Show all the lines in the data below that include the word "into".
(Beginning of Record extracts)
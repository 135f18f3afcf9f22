//! Payment-to-fulfillment flow.
//!
//! Checkout Initiator → (external redirect) → Session Resolver →
//! Fulfillment Dispatcher → {Enrollment Fulfillment | Booking Fulfillment}.
//!
//! Nothing is written locally before the provider call succeeds; everything
//! fulfillment needs rides in the hosted session's metadata. Both
//! fulfillment operations tolerate duplicate invocation: enrollment through
//! the store's atomic create-or-fetch, booking through the unique
//! transaction reference.

use std::sync::Arc;

use chrono::{DateTime, Utc};
use tracing::{info, warn};
use uuid::Uuid;

use tutorhub_catalog::Course;
use tutorhub_core::{
    Amount, BookingId, CourseId, DomainError, DomainResult, EnrollmentId, PaymentId, TutorId,
    UserId,
};
use tutorhub_learning::Enrollment;
use tutorhub_payments::{
    CheckoutProvider, CreateSessionRequest, Fulfillment, PurchaseIntent,
};
use tutorhub_scheduling::{Booking, DEFAULT_DURATION_MIN, Payment, SessionKind};

use crate::store::MarketplaceStore;

/// What a completed payment session was turned into.
#[derive(Debug, Clone, PartialEq)]
pub enum FulfillmentOutcome {
    Enrolled(Enrollment),
    Booked(Booking, Payment),
}

/// Redirect target returned by the Checkout Initiator.
#[derive(Debug, Clone, PartialEq, Eq)]
pub struct CheckoutRedirect {
    pub session_id: String,
    pub url: String,
}

/// A validated purchase request (payer supplied separately from the
/// authenticated context).
#[derive(Debug, Clone)]
pub struct CheckoutRequest {
    pub course_id: CourseId,
    pub amount: Amount,
    pub fulfillment: Fulfillment,
}

/// Inputs for Booking Fulfillment; optional fields fall back to defaults.
#[derive(Debug, Clone)]
pub struct BookingRequest {
    pub learner_id: UserId,
    pub tutor_id: TutorId,
    pub course_id: CourseId,
    pub scheduled_at: DateTime<Utc>,
    pub duration_min: Option<u32>,
    pub kind: Option<SessionKind>,
    /// Falls back to the course's single-session rate.
    pub amount: Option<Amount>,
    /// Falls back to a generated reference.
    pub transaction_ref: Option<String>,
}

pub struct CheckoutService {
    store: Arc<dyn MarketplaceStore>,
    provider: Arc<dyn CheckoutProvider>,
    currency: String,
    success_url: String,
    cancel_url: String,
}

impl CheckoutService {
    pub fn new(
        store: Arc<dyn MarketplaceStore>,
        provider: Arc<dyn CheckoutProvider>,
        success_url: String,
        cancel_url: String,
    ) -> Self {
        Self {
            store,
            provider,
            currency: "usd".to_string(),
            success_url,
            cancel_url,
        }
    }

    async fn require_learner(&self, user_id: UserId) -> DomainResult<()> {
        let user = self
            .store
            .user(user_id)
            .await?
            .ok_or_else(|| DomainError::not_found(format!("user {user_id}")))?;
        if !user.is_learner() {
            return Err(DomainError::forbidden("only learners may purchase"));
        }
        Ok(())
    }

    async fn require_course(&self, course_id: CourseId) -> DomainResult<Course> {
        self.store
            .course(course_id)
            .await?
            .ok_or_else(|| DomainError::not_found(format!("course {course_id}")))
    }

    /// Checkout Initiator: validate the purchase and open one hosted
    /// payment session. No local state is created.
    pub async fn initiate(
        &self,
        payer_id: UserId,
        request: CheckoutRequest,
    ) -> DomainResult<CheckoutRedirect> {
        self.require_learner(payer_id).await?;
        let course = self.require_course(request.course_id).await?;

        if let Fulfillment::Enrollment = request.fulfillment {
            if self
                .store
                .enrollment_for(payer_id, request.course_id)
                .await?
                .is_some()
            {
                return Err(DomainError::conflict("already enrolled in this course"));
            }
        }

        let intent = PurchaseIntent {
            payer_id,
            course_id: request.course_id,
            amount: request.amount,
            fulfillment: request.fulfillment,
        };

        let session = self
            .provider
            .create_session(CreateSessionRequest {
                amount: request.amount,
                currency: self.currency.clone(),
                description: course.title.clone(),
                metadata: intent.to_metadata(),
                success_url: self.success_url.clone(),
                cancel_url: self.cancel_url.clone(),
            })
            .await?;

        info!(session_id = %session.id, payer = %payer_id, "opened hosted checkout session");
        Ok(CheckoutRedirect {
            session_id: session.id,
            url: session.url,
        })
    }

    /// Session Resolver: pure read of a hosted session's purchase intent.
    pub async fn resolve(&self, session_ref: &str) -> DomainResult<PurchaseIntent> {
        let session = self.provider.retrieve_session(session_ref).await?;
        PurchaseIntent::from_metadata(&session.metadata)
    }

    /// Fulfillment Dispatcher: exactly one fulfillment attempt per call.
    pub async fn fulfill(
        &self,
        acting_user: Option<UserId>,
        session_ref: &str,
    ) -> DomainResult<FulfillmentOutcome> {
        if acting_user.is_none() {
            return Err(DomainError::Unauthorized);
        }

        let intent = self.resolve(session_ref).await?;
        match intent.fulfillment {
            Fulfillment::Enrollment => {
                let enrollment = self
                    .fulfill_enrollment(intent.payer_id, intent.course_id)
                    .await?;
                Ok(FulfillmentOutcome::Enrolled(enrollment))
            }
            Fulfillment::Session {
                tutor_id,
                scheduled_at,
                kind,
            } => {
                let (booking, payment) = self
                    .fulfill_booking(BookingRequest {
                        learner_id: intent.payer_id,
                        tutor_id,
                        course_id: intent.course_id,
                        scheduled_at,
                        duration_min: None,
                        kind: Some(kind),
                        amount: Some(intent.amount),
                        transaction_ref: Some(session_ref.to_string()),
                    })
                    .await?;
                Ok(FulfillmentOutcome::Booked(booking, payment))
            }
        }
    }

    /// Enrollment Fulfillment: idempotent create-or-fetch.
    pub async fn fulfill_enrollment(
        &self,
        learner_id: UserId,
        course_id: CourseId,
    ) -> DomainResult<Enrollment> {
        self.require_learner(learner_id).await?;
        self.require_course(course_id).await?;

        let candidate = Enrollment::start(EnrollmentId::new(), learner_id, course_id, Utc::now());
        let (enrollment, created) = self.store.enroll_or_get(candidate).await?;
        if created {
            info!(learner = %learner_id, course = %course_id, "enrollment created");
        } else {
            info!(learner = %learner_id, course = %course_id, "enrollment already present");
        }
        Ok(enrollment)
    }

    /// Booking Fulfillment: one Booking plus its Payment, atomically.
    pub async fn fulfill_booking(
        &self,
        request: BookingRequest,
    ) -> DomainResult<(Booking, Payment)> {
        self.require_learner(request.learner_id).await?;
        let course = self.require_course(request.course_id).await?;
        self.store
            .tutor(request.tutor_id)
            .await?
            .ok_or_else(|| DomainError::not_found(format!("tutor {}", request.tutor_id)))?;

        let amount = request.amount.unwrap_or(course.session_rate);
        let transaction_ref = request
            .transaction_ref
            .unwrap_or_else(|| format!("txn_{}", Uuid::now_v7().simple()));

        let now = Utc::now();
        let booking = Booking::confirm(
            BookingId::new(),
            request.learner_id,
            request.tutor_id,
            request.course_id,
            request.scheduled_at,
            request.duration_min.unwrap_or(DEFAULT_DURATION_MIN),
            request.kind.unwrap_or(SessionKind::Individual),
            now,
        )?;
        let payment = Payment::completed(
            PaymentId::new(),
            booking.id,
            amount,
            self.provider.name(),
            transaction_ref.clone(),
            now,
        );

        match self.store.create_booking_with_payment(booking, payment).await {
            Ok(pair) => Ok(pair),
            Err(err) => {
                // Duplicate submission of the same checkout session: hand
                // back the booking that reference already paid for.
                if let Some(existing) = self.store.booking_by_reference(&transaction_ref).await? {
                    warn!(transaction_ref, "duplicate booking fulfillment; returning existing");
                    return Ok(existing);
                }
                Err(err.into())
            }
        }
    }
}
(End of Record extracts)
Output for this task ▸
/// What a completed payment session was turned into.
                Err(err.into())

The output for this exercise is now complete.